Work instructions -> Copy each line below that has "scope".

Saved entries ->
_ _ _

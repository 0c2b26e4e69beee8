use actix_web::web;

use crate::handlers::home::home;

mod auth;
mod cards;
mod dashboard;
mod system;
mod json_error;

pub fn configure_routes(cfg: &mut web::ServiceConfig) {
    cfg.service(home);

    cfg.service(
        web::scope("/api/v1")
            .configure(auth::config_routes)
            .configure(cards::config_routes)
            .configure(dashboard::config_routes)
            .configure(system::config_routes)
    );

    cfg.configure(json_error::config_routes);
}
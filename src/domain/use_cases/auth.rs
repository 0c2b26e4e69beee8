use std::time::{Duration, Instant};

use actix_web::http::header::{HeaderMap, AUTHORIZATION};
use chrono::Utc;
use dashmap::DashMap;
use uuid::Uuid;
use validator::Validate;
use zeroize::Zeroizing;

use crate::{
    entities::session::{LoginRequest, Session, SessionResponse},
    errors::GateError,
    settings::AppConfig,
};

/// Single-user gate in front of the dashboard. One fixed credential pair,
/// opaque uuid tokens held in memory, a restart signs everyone out.
pub struct SessionGate {
    username: String,
    password: Zeroizing<String>,
    sessions: DashMap<String, Session>,
}

impl SessionGate {
    pub fn new(config: &AppConfig) -> Self {
        SessionGate {
            username: config.dashboard_username.clone(),
            password: Zeroizing::new(config.dashboard_password.clone()),
            sessions: DashMap::new(),
        }
    }

    pub fn login(&self, request: &LoginRequest) -> Result<SessionResponse, GateError> {
        request.validate()?;

        if request.username != self.username || request.password != *self.password {
            return Err(GateError::WrongCredentials);
        }

        let session = Session {
            token: Uuid::new_v4().to_string(),
            started_at: Utc::now(),
        };
        let response = SessionResponse::from(&session);
        self.sessions.insert(session.token.clone(), session);

        tracing::info!("Dashboard unlocked");
        Ok(response)
    }

    pub fn logout(&self, token: &str) -> Result<(), GateError> {
        self.sessions
            .remove(token)
            .map(|_| ())
            .ok_or(GateError::InvalidSession)
    }

    /// Some(session) when the token belongs to a live session.
    pub fn authorize(&self, token: &str) -> Option<Session> {
        self.sessions.get(token).map(|entry| entry.value().clone())
    }
}

/// Pull the bearer token out of an Authorization header.
pub fn bearer_token(headers: &HeaderMap) -> Option<String> {
    headers
        .get(AUTHORIZATION)?
        .to_str()
        .ok()?
        .strip_prefix("Bearer ")
        .map(|token| token.trim().to_string())
}

#[derive(Debug, Clone, Copy)]
struct AttemptWindow {
    count: u32,
    window_start: Instant,
}

/// Per-address failed-login throttle. Enough failures inside the window
/// lock the address out until the window expires.
pub struct LoginAttemptGuard {
    max_attempts: u32,
    window: Duration,
    attempts: DashMap<String, AttemptWindow>,
}

impl LoginAttemptGuard {
    pub fn new(max_attempts: u32, window: Duration) -> Self {
        LoginAttemptGuard {
            max_attempts,
            window,
            attempts: DashMap::new(),
        }
    }

    pub fn check(&self, addr: &str) -> Result<(), GateError> {
        let expired = match self.attempts.get(addr) {
            Some(entry) => {
                let attempt = *entry.value();
                if attempt.window_start.elapsed() < self.window {
                    if attempt.count >= self.max_attempts {
                        return Err(GateError::TooManyAttempts);
                    }
                    return Ok(());
                }
                true
            }
            None => false,
        };

        if expired {
            self.attempts.remove(addr);
        }
        Ok(())
    }

    pub fn record_failure(&self, addr: &str) {
        let mut entry = self
            .attempts
            .entry(addr.to_string())
            .or_insert(AttemptWindow {
                count: 0,
                window_start: Instant::now(),
            });

        if entry.window_start.elapsed() >= self.window {
            *entry = AttemptWindow {
                count: 1,
                window_start: Instant::now(),
            };
        } else {
            entry.count += 1;
        }
    }

    pub fn clear(&self, addr: &str) {
        self.attempts.remove(addr);
    }
}
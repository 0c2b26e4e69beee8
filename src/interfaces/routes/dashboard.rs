use actix_web::web;

use crate::handlers::{dashboard, timeline};

pub fn config_routes(cfg: &mut web::ServiceConfig) {
    cfg.service(
        web::scope("/dashboard")
            .service(dashboard::dashboard)
    );

    cfg.service(
        web::scope("/timeline")
            .service(timeline::timeline)
    );
}
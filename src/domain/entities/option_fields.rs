use serde::{Deserialize, Deserializer, Serialize, Serializer};
use validator::{Validate, ValidateLength, ValidationErrors};

/// Represents optional field semantics in PATCH/UPDATE requests.
///
/// - `Unchanged` → field not present in the body
/// - `SetToNull` → explicitly null
/// - `SetToValue` → set to provided value
#[derive(Debug, Clone, PartialEq)]
pub enum OptionField<T> {
    Unchanged,
    SetToNull,
    SetToValue(T),
}

impl<T> Default for OptionField<T> {
    fn default() -> Self {
        OptionField::Unchanged
    }
}

/// A field that is absent from the JSON body never reaches this impl
/// (serde takes the `Default`), so `null` and value are all it decides.
impl<'de, T> Deserialize<'de> for OptionField<T>
where
    T: Deserialize<'de>,
{
    fn deserialize<D>(deserializer: D) -> Result<Self, D::Error>
    where
        D: Deserializer<'de>,
    {
        Ok(match Option::<T>::deserialize(deserializer)? {
            None => OptionField::SetToNull,
            Some(value) => OptionField::SetToValue(value),
        })
    }
}

/// Mirrors the wire shape on the way out: a value serializes as itself,
/// `Unchanged` and `SetToNull` both serialize as `null`.
impl<T> Serialize for OptionField<T>
where
    T: Serialize,
{
    fn serialize<S>(&self, serializer: S) -> Result<S::Ok, S::Error>
    where
        S: Serializer,
    {
        match self {
            OptionField::SetToValue(value) => serializer.serialize_some(value),
            _ => serializer.serialize_none(),
        }
    }
}

// ---------------------- Validation support ----------------------

impl<T> ValidateLength<u64> for OptionField<T>
where
    T: ValidateLength<u64>
{
    fn length(&self) -> Option<u64> {
        match self {
            OptionField::SetToValue(value) => value.length(),
            _ => None,
        }
    }
    fn validate_length(&self, min: Option<u64>, max: Option<u64>, equal: Option<u64>) -> bool {
        match self {
            OptionField::SetToValue(value) => value.validate_length(min, max, equal),
            _ => true,
        }
    }
}

impl<T: Validate> Validate for OptionField<T> {
    fn validate(&self) -> Result<(), ValidationErrors> {
        match self {
            OptionField::SetToValue(value) => value.validate(),
            _ => Ok(()),
        }
    }
}

// ---------------------- Core helpers ----------------------

impl<T> OptionField<T> {
    /// True when `Unchanged`.
    pub fn is_unchanged(&self) -> bool {
        matches!(self, Self::Unchanged)
    }

    /// True when `SetToNull`.
    pub fn is_set_to_null(&self) -> bool {
        matches!(self, Self::SetToNull)
    }

    /// If `SetToValue`, returns a reference to inner value.
    pub fn value_ref(&self) -> Option<&T> {
        if let Self::SetToValue(v) = self {
            Some(v)
        } else {
            None
        }
    }

    /// If `SetToValue`, consumes and returns inner value.
    pub fn take_value(self) -> Option<T> {
        if let Self::SetToValue(v) = self {
            Some(v)
        } else {
            None
        }
    }

    /// Apply the field to an existing `Option` slot, returning the
    /// value the slot should hold after the patch.
    pub fn apply_to(self, current: Option<T>) -> Option<T> {
        match self {
            Self::Unchanged => current,
            Self::SetToNull => None,
            Self::SetToValue(v) => Some(v),
        }
    }
}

_ _ _

Task output ->
        web::scope("/api/v1")
        web::scope("/dashboard")
        web::scope("/timeline")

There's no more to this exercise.